AVAILABLE RECORDS below:
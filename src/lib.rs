//! # Peerdex
//!
//! A Napster-style peer-to-peer file sharing platform: a central tracker
//! coordinates account identity, peer presence and a file-name-to-peer-set
//! index, while actual file bytes move directly between peers over a
//! separate transfer channel.
//!
//! ## Overview
//!
//! A peer node opens a control connection to the tracker, authenticates,
//! registers its listening address and announces its shared files. Other
//! peers query the tracker (search, list peers) over the same control
//! connection, then open a *direct* connection to the target peer's
//! transfer listener to fetch bytes. The tracker is never in the data path.
//!
//! ## Features
//!
//! - **Line-oriented control protocol**: one request per line, one reply
//!   per request, over TCP
//! - **Durable accounts**: flat-file user table with atomic-rename writes
//!   and per-identity transfer statistics
//! - **Single login enforcement**: at most one live control connection per
//!   identity, with administrative force-disconnect
//! - **Direct transfers**: whole-file byte streams between peers in fixed
//!   size chunks
//! - **Peer queries**: a datagram responder per peer for file listing and
//!   sizing with a receive timeout
//!
//! ## Quick Start
//!
//! ```rust,ignore
//! use std::sync::Arc;
//! use peerdex::config::structs::configuration::Configuration;
//! use peerdex::tracker::structs::tracker_state::TrackerState;
//!
//! // Load configuration from file
//! let config = Arc::new(Configuration::load_from_file(false)?);
//!
//! // Create the shared tracker state
//! let state = Arc::new(TrackerState::new(config));
//! state.accounts.load().await?;
//! ```
//!
//! ## Modules
//!
//! - [`accounts`] - Durable user records, credential hashing, statistics
//! - [`common`] - Shared utilities, error handling, logging setup
//! - [`config`] - Configuration management and TOML parsing
//! - [`peer`] - Peer node: tracker client, transfer listener, query responder
//! - [`registry`] - In-memory peer and shared-file index
//! - [`stats`] - Runtime statistics tracking
//! - [`structs`] - CLI argument parsing
//! - [`tracker`] - Control protocol engine and session handling
//! - [`transport`] - Line/byte channel over TCP and UDP

/// Durable user accounts module.
///
/// Contains the account store with its tolerant flat-file loader, the
/// atomic-rename persistence path and the pluggable credential hasher.
pub mod accounts;

/// Common utilities and shared functionality.
///
/// Contains logging setup, file classification for log output and the
/// plain-message error used by bootstrap code.
pub mod common;

/// Configuration management module.
///
/// Handles loading, parsing, and validating configuration from TOML files
/// for both the tracker and the peer binaries.
pub mod config;

/// Peer node module.
///
/// Contains the tracker-facing client, the transfer listener serving whole
/// file byte streams, the datagram query responder and the chunked
/// download implementation.
pub mod peer;

/// Peer and shared-file registry module.
///
/// Concurrency-guarded runtime index of connected peers and the files they
/// offer; nothing in here is persisted.
pub mod registry;

/// Runtime statistics module.
///
/// Atomic counters updated by every session and reported periodically on
/// the console.
pub mod stats;

/// CLI argument parsing.
///
/// Defines command-line options for the tracker binary.
pub mod structs;

/// Core tracker module.
///
/// Contains the shared tracker state, the active-session map, the command
/// parser and the per-connection protocol state machine.
pub mod tracker;

/// Transport module.
///
/// The line/byte channel abstraction with its connection-oriented and
/// datagram implementations.
pub mod transport;
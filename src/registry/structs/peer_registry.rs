use std::collections::BTreeMap;
use std::sync::Arc;
use parking_lot::RwLock;
use crate::registry::structs::file_entry::FileEntry;
use crate::registry::structs::peer_record::PeerRecord;

/// Index of currently-connected peers and the files they offer.
///
/// Safe for concurrent use from arbitrarily many client sessions; one
/// coarse lock guards the whole inner state.
pub struct PeerRegistry {
    pub(crate) inner: Arc<RwLock<RegistryInner>>,
}

#[derive(Default)]
pub struct RegistryInner {
    pub peers: Vec<PeerRecord>,
    pub shares: BTreeMap<String, FileEntry>,
    pub next_file_seq: u64,
}
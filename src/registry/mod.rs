//! In-memory registry of connected peers and shared files.
//!
//! Pure runtime state: records appear on `REGISTER`/`SHARE` and disappear on
//! disconnect or `UNREGISTER`; nothing here is ever persisted.
//!
//! A single coarse lock guards both the peer list and the share index.
//! Contention is bounded by connection count, not by data volume, so
//! per-entry locking would buy nothing.

/// Registry data structures.
pub mod structs;

/// Implementation blocks for the registry.
pub mod impls;
use std::sync::Arc;
use log::info;
use crate::tracker::structs::active_sessions::ActiveSessions;
use crate::tracker::structs::session_handle::SessionHandle;

impl ActiveSessions {
    pub fn new() -> ActiveSessions {
        ActiveSessions::default()
    }

    pub fn contains(&self, username: &str) -> bool {
        self.inner.read().contains_key(username)
    }

    /// Installs a session for `username`.
    ///
    /// Returns `None` when the identity already has a live session; the
    /// caller must treat that as a failed login even with a correct
    /// credential.
    pub fn insert(&self, username: &str) -> Option<Arc<SessionHandle>>
    {
        let mut sessions = self.inner.write();
        if sessions.contains_key(username) {
            return None;
        }
        let handle = SessionHandle::new();
        sessions.insert(username.to_string(), handle.clone());
        Some(handle)
    }

    /// Removes the entry, but only when it still belongs to `handle`.
    ///
    /// A kicked session cleaning up must not evict a successor that logged
    /// in between the kick and the cleanup.
    pub fn remove(&self, username: &str, handle: &Arc<SessionHandle>)
    {
        let mut sessions = self.inner.write();
        if let Some(current) = sessions.get(username) {
            if Arc::ptr_eq(current, handle) {
                sessions.remove(username);
            }
        }
    }

    /// Force-disconnects the identity's live session, when there is one.
    pub fn kick(&self, username: &str, reason: &str) -> bool
    {
        let handle = self.inner.read().get(username).cloned();
        match handle {
            Some(handle) => {
                info!("[SESSION] Kicking live session of {username}: {reason}");
                handle.kick(reason);
                true
            }
            None => false,
        }
    }

    pub fn count(&self) -> usize {
        self.inner.read().len()
    }
}
use thiserror::Error;

#[derive(Error, Debug)]
pub enum AccountError {
    #[error("username already exists")]
    AlreadyExists,

    #[error("username is reserved")]
    ReservedName,

    #[error("the administrator account cannot be removed")]
    AdminProtected,

    #[error("persistence failed: {0}")]
    Persist(String),

    #[error("I/O error: {0}")]
    Io(#[from] std::io::Error),
}
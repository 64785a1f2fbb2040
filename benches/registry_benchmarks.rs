// Performance benchmarks for the peerdex registry
// Run with: cargo bench

use criterion::{black_box, criterion_group, criterion_main, Criterion};
use peerdex::registry::structs::peer_record::PeerRecord;
use peerdex::registry::structs::peer_registry::PeerRegistry;

fn create_filled_registry(files: usize, peers_per_file: usize) -> PeerRegistry {
    let registry = PeerRegistry::new();
    for peer in 0..peers_per_file {
        let record = PeerRecord::new(
            &format!("user{peer}"),
            &format!("10.0.{}.{}:9100", peer / 256, peer % 256),
        );
        registry.register_peer(record.clone());
        for file in 0..files {
            registry.share(&format!("file{file}.mp3"), record.clone());
        }
    }
    registry
}

fn bench_register_peer(c: &mut Criterion) {
    let registry = PeerRegistry::new();
    let mut next = 0u32;

    c.bench_function("register_peer", |b| {
        b.iter(|| {
            let record = PeerRecord::new("user", &format!("10.1.{}.{}:9100", next / 256, next % 256));
            next = next.wrapping_add(1);
            black_box(registry.register_peer(record));
        });
    });
}

fn bench_share(c: &mut Criterion) {
    let registry = PeerRegistry::new();
    let record = PeerRecord::new("user", "10.0.0.1:9100");
    registry.register_peer(record.clone());
    let mut next = 0u32;

    c.bench_function("share", |b| {
        b.iter(|| {
            registry.share(&format!("file{}.mp3", next % 4096), record.clone());
            next = next.wrapping_add(1);
        });
    });
}

fn bench_search(c: &mut Criterion) {
    let registry = create_filled_registry(1000, 8);

    c.bench_function("search_substring", |b| {
        b.iter(|| {
            black_box(registry.search(black_box("file42")));
        });
    });
}

fn bench_unregister_reregister(c: &mut Criterion) {
    let registry = create_filled_registry(100, 8);
    let record = PeerRecord::new("user0", "10.0.0.0:9100");

    c.bench_function("unregister_and_reshare", |b| {
        b.iter(|| {
            registry.unregister_peer(&record);
            registry.register_peer(record.clone());
            for file in 0..100 {
                registry.share(&format!("file{file}.mp3"), record.clone());
            }
        });
    });
}

criterion_group!(
    benches,
    bench_register_peer,
    bench_share,
    bench_search,
    bench_unregister_reregister
);
criterion_main!(benches);
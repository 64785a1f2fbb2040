use fern::colors::{Color, ColoredLevelConfig};
use log::info;
use crate::config::structs::configuration::Configuration;

pub fn setup_logging(config: &Configuration)
{
    let level = match config.log_level.as_str() {
        "off" => log::LevelFilter::Off,
        "trace" => log::LevelFilter::Trace,
        "debug" => log::LevelFilter::Debug,
        "info" => log::LevelFilter::Info,
        "warn" => log::LevelFilter::Warn,
        "error" => log::LevelFilter::Error,
        _ => {
            panic!("Unknown log level encountered: '{}'", config.log_level.as_str());
        }
    };

    let colors = ColoredLevelConfig::new()
        .trace(Color::Cyan)
        .debug(Color::Magenta)
        .info(Color::Green)
        .warn(Color::Yellow)
        .error(Color::Red);

    if let Err(_err) = fern::Dispatch::new()
        .format(move |out, message, record| {
            out.finish(format_args!(
                "{} [{:width$}][{}] {}",
                chrono::Local::now().format("%Y-%m-%d %H:%M:%S%.9f"),
                colors.color(record.level()),
                record.target(),
                message,
                width = 5
            ))
        })
        .level(level)
        .chain(std::io::stdout())
        .apply()
    {
        panic!("Failed to initialize logging.")
    }
    info!("logging initialized.");
}

/// Coarse file classification from the extension, for log output only.
pub fn file_kind(name: &str) -> &'static str
{
    let extension = match name.rsplit_once('.') {
        Some((_, ext)) => ext.to_lowercase(),
        None => return "other",
    };
    match extension.as_str() {
        "mp3" | "ogg" | "flac" | "wav" | "aac" | "wma" => "audio",
        "mp4" | "mkv" | "avi" | "mov" | "wmv" | "webm" => "video",
        "jpg" | "jpeg" | "png" | "gif" | "bmp" | "webp" => "image",
        "pdf" | "txt" | "doc" | "docx" | "odt" | "md" => "document",
        "zip" | "rar" | "7z" | "tar" | "gz" | "xz" => "archive",
        _ => "other",
    }
}
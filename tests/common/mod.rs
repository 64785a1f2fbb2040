#![allow(dead_code)]
use std::net::SocketAddr;
use std::sync::Arc;
use tempfile::TempDir;
use tokio::sync::watch;
use peerdex::config::structs::configuration::Configuration;
use peerdex::tracker::structs::tracker_state::TrackerState;
use peerdex::tracker::tracker::tracker_service;
use peerdex::transport::structs::tcp_transport::TcpTransport;
use peerdex::transport::traits::transport::Transport;

pub type TestState = Arc<TrackerState>;

pub fn create_test_config(dir: &TempDir) -> Arc<Configuration> {
    let mut config = Configuration::init();
    config.tracker_config.users_file = dir.path().join("users.csv").to_string_lossy().to_string();
    config.tracker_config.admin_stats_file = dir.path().join("admin_stats.csv").to_string_lossy().to_string();
    config.tracker_config.save_retry_delay_ms = 10;
    Arc::new(config)
}

pub async fn create_test_state(dir: &TempDir) -> TestState {
    let state = Arc::new(TrackerState::new(create_test_config(dir)));
    state.accounts.load().await.expect("Loading an empty store succeeds");
    state
}

pub fn create_temp_dir() -> TempDir {
    tempfile::tempdir().expect("Failed to create temp directory")
}

/// Grabs a free loopback TCP port by binding and dropping a listener.
pub async fn free_tcp_addr() -> SocketAddr {
    let listener = tokio::net::TcpListener::bind("127.0.0.1:0").await.unwrap();
    let addr = listener.local_addr().unwrap();
    drop(listener);
    addr
}

/// Grabs a free loopback UDP port by binding and dropping a socket.
pub async fn free_udp_addr() -> SocketAddr {
    let socket = tokio::net::UdpSocket::bind("127.0.0.1:0").await.unwrap();
    let addr = socket.local_addr().unwrap();
    drop(socket);
    addr
}

/// Starts a tracker on a fresh port and waits until it accepts.
pub async fn spawn_test_tracker(state: TestState) -> (SocketAddr, watch::Sender<bool>) {
    let addr = free_tcp_addr().await;
    let (tx, rx) = watch::channel(false);
    tracker_service(addr, state, rx).await;

    for _ in 0..50 {
        if tokio::net::TcpStream::connect(addr).await.is_ok() {
            return (addr, tx);
        }
        tokio::time::sleep(std::time::Duration::from_millis(10)).await;
    }
    panic!("Tracker did not start listening on {addr}");
}

/// A raw protocol client for driving the tracker line by line.
pub struct TestClient {
    pub transport: TcpTransport,
}

impl TestClient {
    pub async fn connect(addr: SocketAddr) -> TestClient {
        let transport = TcpTransport::connect(&addr.to_string()).await.expect("Test client connects");
        TestClient { transport }
    }

    /// Sends one request line and returns the single reply line.
    pub async fn request(&mut self, line: &str) -> String {
        self.transport.send_line(line).await.expect("Request line sends");
        self.transport.read_line().await.expect("Reply read succeeds").expect("Tracker replied")
    }

    /// Sends a line without waiting for any reply.
    pub async fn send(&mut self, line: &str) {
        self.transport.send_line(line).await.expect("Line sends");
    }

    pub async fn read_line(&mut self) -> Option<String> {
        self.transport.read_line().await.expect("Read succeeds")
    }

    pub async fn close(&mut self) {
        self.transport.close().await.expect("Close succeeds");
    }

    pub async fn login(&mut self, username: &str, password: &str) -> String {
        self.request(&format!("LOGIN {username} {password}")).await
    }

    pub async fn signup_and_login(&mut self, username: &str, password: &str) {
        let signup = self.request(&format!("SIGNUP {username} {password}")).await;
        assert_eq!(signup, "SIGNUP_SUCCESS", "Signup should succeed for {username}");
        let login = self.login(username, password).await;
        assert!(login.starts_with("LOGIN_SUCCESS"), "Login should succeed for {username}: {login}");
    }
}
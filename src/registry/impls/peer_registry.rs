use std::sync::Arc;
use log::debug;
use parking_lot::RwLock;
use crate::registry::structs::file_entry::FileEntry;
use crate::registry::structs::peer_record::PeerRecord;
use crate::registry::structs::peer_registry::{PeerRegistry, RegistryInner};

impl Default for PeerRegistry {
    fn default() -> Self {
        Self::new()
    }
}

impl PeerRegistry {
    pub fn new() -> PeerRegistry {
        PeerRegistry {
            inner: Arc::new(RwLock::new(RegistryInner::default())),
        }
    }

    /// Inserts a peer unless a record with that address is already present.
    pub fn register_peer(&self, record: PeerRecord) -> bool
    {
        let mut inner = self.inner.write();
        if inner.peers.contains(&record) {
            return false;
        }
        debug!("[REGISTRY] Registered peer {record}");
        inner.peers.push(record);
        true
    }

    /// Removes the peer from the peer list and from every share entry;
    /// entries left with no peers are dropped on the spot.
    pub fn unregister_peer(&self, record: &PeerRecord)
    {
        let mut inner = self.inner.write();
        inner.peers.retain(|peer| peer != record);
        inner.shares.retain(|_, entry| {
            entry.peers.retain(|peer| peer != record);
            !entry.peers.is_empty()
        });
        debug!("[REGISTRY] Unregistered peer {record}");
    }

    /// Cascade for account removal: drops every record carrying `username`.
    pub fn purge_username(&self, username: &str)
    {
        let records: Vec<PeerRecord> = {
            let inner = self.inner.read();
            inner.peers.iter().filter(|peer| peer.username == username).cloned().collect()
        };
        for record in records {
            self.unregister_peer(&record);
        }
    }

    /// Adds the peer to the file's entry, creating the entry on first
    /// share. Re-sharing is a no-op (set semantics by address).
    pub fn share(&self, file_name: &str, record: PeerRecord)
    {
        let mut guard = self.inner.write();
        let inner = &mut *guard;
        let entry = inner.shares.entry(file_name.to_string()).or_insert_with(|| {
            let entry = FileEntry { peers: Vec::new(), added: inner.next_file_seq };
            inner.next_file_seq += 1;
            entry
        });
        if !entry.peers.contains(&record) {
            entry.peers.push(record);
        }
    }

    /// Case-insensitive substring search over file names.
    ///
    /// Results come back in first-seen file order with peers in insertion
    /// order; entries with no peers never appear.
    pub fn search(&self, term: &str) -> Vec<(String, Vec<PeerRecord>)>
    {
        let needle = term.to_lowercase();
        let inner = self.inner.read();
        let mut matches: Vec<(&String, &FileEntry)> = inner.shares.iter()
            .filter(|(name, entry)| !entry.peers.is_empty() && name.to_lowercase().contains(&needle))
            .collect();
        matches.sort_by_key(|(_, entry)| entry.added);
        matches.into_iter()
            .map(|(name, entry)| (name.clone(), entry.peers.clone()))
            .collect()
    }

    pub fn list_peers(&self) -> Vec<PeerRecord> {
        self.inner.read().peers.clone()
    }

    pub fn peer_count(&self) -> usize {
        self.inner.read().peers.len()
    }

    pub fn file_count(&self) -> usize {
        self.inner.read().shares.len()
    }
}
//! Statistics enumerations.

/// Events fed into `TrackerState::update_stats`.
pub mod stats_event;
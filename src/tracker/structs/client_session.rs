use std::sync::Arc;
use crate::accounts::structs::identity::Identity;
use crate::registry::structs::peer_record::PeerRecord;
use crate::tracker::structs::session_handle::SessionHandle;
use crate::tracker::structs::tracker_state::TrackerState;
use crate::transport::structs::tcp_transport::TcpTransport;

/// One control connection, from accept to cleanup.
///
/// Session state is `identity` (unauthenticated until `LOGIN`) and `peer`
/// (unregistered until `REGISTER`); every verb is gated on those two.
pub struct ClientSession {
    pub(crate) state: Arc<TrackerState>,
    pub(crate) transport: TcpTransport,
    pub(crate) identity: Option<Identity>,
    pub(crate) peer: Option<PeerRecord>,
    pub(crate) handle: Option<Arc<SessionHandle>>,
}
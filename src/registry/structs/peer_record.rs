use serde::{Deserialize, Serialize};

/// A currently-connected peer.
///
/// Identity-equality is by **address only**: two records with the same
/// address are the same peer even when the usernames differ. That is the
/// registry's de-duplication rule, so `PartialEq`/`Eq`/`Hash` are written
/// out by hand rather than derived structurally.
#[derive(Serialize, Deserialize, Clone, Debug)]
pub struct PeerRecord {
    pub username: String,
    pub address: String,
}
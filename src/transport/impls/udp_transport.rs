use std::net::SocketAddr;
use std::time::Duration;
use async_trait::async_trait;
use tokio::net::UdpSocket;
use tokio::time::timeout;
use crate::transport::enums::transport_error::TransportError;
use crate::transport::structs::udp_transport::UdpTransport;
use crate::transport::traits::transport::Transport;

const MAX_DATAGRAM_SIZE: usize = 65507;

impl UdpTransport {
    #[tracing::instrument(level = "debug")]
    pub async fn connect(remote: &str, read_timeout: Duration) -> Result<UdpTransport, TransportError>
    {
        let remote_addr: SocketAddr = remote.parse()
            .map_err(|_| TransportError::Io(std::io::Error::other(format!("invalid remote address: {remote}"))))?;
        let bind_addr = if remote_addr.is_ipv4() { "0.0.0.0:0" } else { "[::]:0" };
        let socket = UdpSocket::bind(bind_addr).await?;
        socket.connect(remote_addr).await?;
        Ok(UdpTransport {
            socket,
            remote_addr,
            read_timeout,
            closed: false,
        })
    }

    pub fn remote_addr(&self) -> SocketAddr {
        self.remote_addr
    }

    fn guard(&self) -> Result<(), TransportError> {
        if self.closed {
            return Err(TransportError::Closed);
        }
        Ok(())
    }

    async fn recv_packet(&self, buffer: &mut [u8]) -> Result<usize, TransportError>
    {
        match timeout(self.read_timeout, self.socket.recv(buffer)).await {
            Ok(received) => Ok(received?),
            Err(_) => Err(TransportError::Timeout),
        }
    }
}

#[async_trait]
impl Transport for UdpTransport {
    async fn send_line(&mut self, line: &str) -> Result<(), TransportError>
    {
        self.guard()?;
        self.socket.send(line.as_bytes()).await?;
        Ok(())
    }

    async fn read_line(&mut self) -> Result<Option<String>, TransportError>
    {
        self.guard()?;
        let mut buffer = vec![0u8; MAX_DATAGRAM_SIZE];
        let received = self.recv_packet(&mut buffer).await?;
        let mut line = String::from_utf8_lossy(&buffer[..received]).to_string();
        while line.ends_with('\n') || line.ends_with('\r') {
            line.pop();
        }
        Ok(Some(line))
    }

    async fn send_bytes(&mut self, data: &[u8]) -> Result<(), TransportError>
    {
        self.guard()?;
        self.socket.send(data).await?;
        Ok(())
    }

    async fn read_bytes(&mut self, buffer: &mut [u8]) -> Result<usize, TransportError>
    {
        self.guard()?;
        self.recv_packet(buffer).await
    }

    async fn close(&mut self) -> Result<(), TransportError>
    {
        self.closed = true;
        Ok(())
    }

    fn is_closed(&self) -> bool {
        self.closed
    }
}

impl std::fmt::Debug for UdpTransport {
    fn fmt(&self, f: &mut std::fmt::Formatter<'_>) -> std::fmt::Result {
        f.debug_struct("UdpTransport")
            .field("remote_addr", &self.remote_addr)
            .field("read_timeout", &self.read_timeout)
            .field("closed", &self.closed)
            .finish()
    }
}
use rand::RngExt;
use sha2::{Digest, Sha256};
use crate::accounts::structs::salted_sha256::SaltedSha256;
use crate::accounts::traits::credential_hasher::CredentialHasher;

fn digest(salt: &str, password: &str) -> String
{
    let mut hasher = Sha256::new();
    hasher.update(salt.as_bytes());
    hasher.update(b":");
    hasher.update(password.as_bytes());
    hex::encode(hasher.finalize())
}

impl CredentialHasher for SaltedSha256 {
    fn hash(&self, password: &str) -> String
    {
        let salt_bytes: [u8; 16] = rand::rng().random();
        let salt = hex::encode(salt_bytes);
        format!("{}${}", salt, digest(&salt, password))
    }

    fn verify(&self, password: &str, stored: &str) -> bool
    {
        match stored.split_once('$') {
            Some((salt, expected)) => digest(salt, password) == expected,
            None => false,
        }
    }
}
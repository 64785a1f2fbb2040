use crate::accounts::enums::role::Role;
use crate::accounts::structs::identity::Identity;

impl Identity {
    pub fn is_admin(&self) -> bool {
        self.role == Role::Administrator
    }

    /// One row of the flat user table, stats trailing.
    pub fn to_row(&self) -> String {
        format!(
            "{},{},{},{}",
            self.username,
            self.password_hash,
            self.downloads.to_csv(),
            self.uploads.to_csv()
        )
    }
}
End of AVAILABLE RECORDS.
Your task is to repeat the records exactly. Begin at their first line and stop after the line containing "listener, query responder".

filename src/lib.rs
//! # Peerdex
//!
//! A Napster-style peer-to-peer file sharing platform: a central tracker
//! coordinates account identity, peer presence and a file-name-to-peer-set
//! index, while actual file bytes move directly between peers over a
//! separate transfer channel.
//!
//! ## Overview
//!
//! A peer node opens a control connection to the tracker, authenticates,
//! registers its listening address and announces its shared files. Other
//! peers query the tracker (search, list peers) over the same control
//! connection, then open a *direct* connection to the target peer's
//! transfer listener to fetch bytes. The tracker is never in the data path.
//!
//! ## Features
//!
//! - **Line-oriented control protocol**: one request per line, one reply
//!   per request, over TCP
//! - **Durable accounts**: flat-file user table with atomic-rename writes
//!   and per-identity transfer statistics
//! - **Single login enforcement**: at most one live control connection per
//!   identity, with administrative force-disconnect
//! - **Direct transfers**: whole-file byte streams between peers in fixed
//!   size chunks
//! - **Peer queries**: a datagram responder per peer for file listing and
//!   sizing with a receive timeout
//!
//! ## Quick Start
//!
//! ```rust,ignore
//! use std::sync::Arc;
//! use peerdex::config::structs::configuration::Configuration;
//! use peerdex::tracker::structs::tracker_state::TrackerState;
//!
//! // Load configuration from file
//! let config = Arc::new(Configuration::load_from_file(false)?);
//!
//! // Create the shared tracker state
//! let state = Arc::new(TrackerState::new(config));
//! state.accounts.load().await?;
//! ```
//!
//! ## Modules
//!
//! - [`accounts`] - Durable user records, credential hashing, statistics
//! - [`common`] - Shared utilities, error handling, logging setup
//! - [`config`] - Configuration management and TOML parsing
//! - [`peer`] - Peer node: tracker client, transfer listener, query responder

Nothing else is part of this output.